A Warning for Quicken and QuickBooks Pro Users on Windows 7:

After a recent Windows Update, both my Quicken and QuickBooks Pro applications
stopped working. Quicken (version 2016) wouldn’t even launch; as soon as I
clicked on the icon, a message would pop up stating “The Program Has Stopped
Working.”

With QuickBooks Pro (desktop version 2015), the program would launch and allow
me to enter my password and after a few minutes of loading my company file, I
got the message “Unrecoverable Error” and couldn’t do anything more. After
many phone calls to Intuit, they determined that my last Windows Update had
installed Microsoft .NET Framework 4.7 which was apparently causing a conflict
with both applications. They recommended I upgrade to QuickBooks Pro 2017,
which I did, yet after installation, the same ‘unrecoverable error’ message
would appear.

Although the customer support people at Intuit were very patient with my
problem, after trying a clean reinstall of the software and a complete rebuild
of my company file, the problem still existed.
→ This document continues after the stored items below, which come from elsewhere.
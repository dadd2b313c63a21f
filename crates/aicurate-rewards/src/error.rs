use aicurate_ledger::{BadgeType, LedgerError, UserId};
use thiserror::Error;

#[derive(Error, Debug)]
pub enum RewardError {
    #[error("Invalid reward amount: {0}")]
    InvalidRewardAmount(String),

    #[error("User not found: {0}")]
    UserNotFound(UserId),

    #[error("Badge {badge} already minted for {user}")]
    AlreadyMinted { user: UserId, badge: BadgeType },

    #[error("Ledger write failed: {0}")]
    LedgerWriteFailed(String),
}

impl From<LedgerError> for RewardError {
    fn from(e: LedgerError) -> Self {
        match e {
            LedgerError::UserNotFound(user) => Self::UserNotFound(user),
            LedgerError::AlreadyMinted { user, badge } => Self::AlreadyMinted { user, badge },
            other => Self::LedgerWriteFailed(other.to_string()),
        }
    }
}

pub type Result<T> = std::result::Result<T, RewardError>;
I then tried a new approach:
reverting back to Microsoft .NET Framework 4.6.1. I downloaded the older .NET
package from Microsoft (available at:
[https://support.microsoft.com/…/the-.net-
framework-4.6.1-of…](https://support.microsoft.com/…/the-.net-
framework-4.6.1-of…) \- the downloaded file name is NDP461-KB3102438-Web.exe)
then uninstalled the 4.7 version from my computer; installed the older 4.6.1
version, then ran Windows Update again. Careful to UNCHECK the 4.7 version, it
downloaded three updates that pertained to the 4.6.1 version I had just
installed.

Finally, after 4 days of trying everything, it worked. I am able to run both
Quicken and QuickBooks Pro again! I cannot say enough good things about the
support staff at Intuit – they were great through multiple days of very long
phone calls and while they didn’t actually fix the problem, they stayed with
me throughout the process to make sure everything was working correctly. And a
BIG thanks to my little brother who originally made the suggestion to revert
back to the older .NET version.

I’m posting this as a warning to other users that might experience a similar
issue after running Windows Update. Intuit is now aware of the potential
conflict and took copious notes on how to fix it. They are now starting work
on a patch for version 2017 to address the issue. They are not sure if this
would affect Windows 8 or 10 users, but proceed carefully just in case.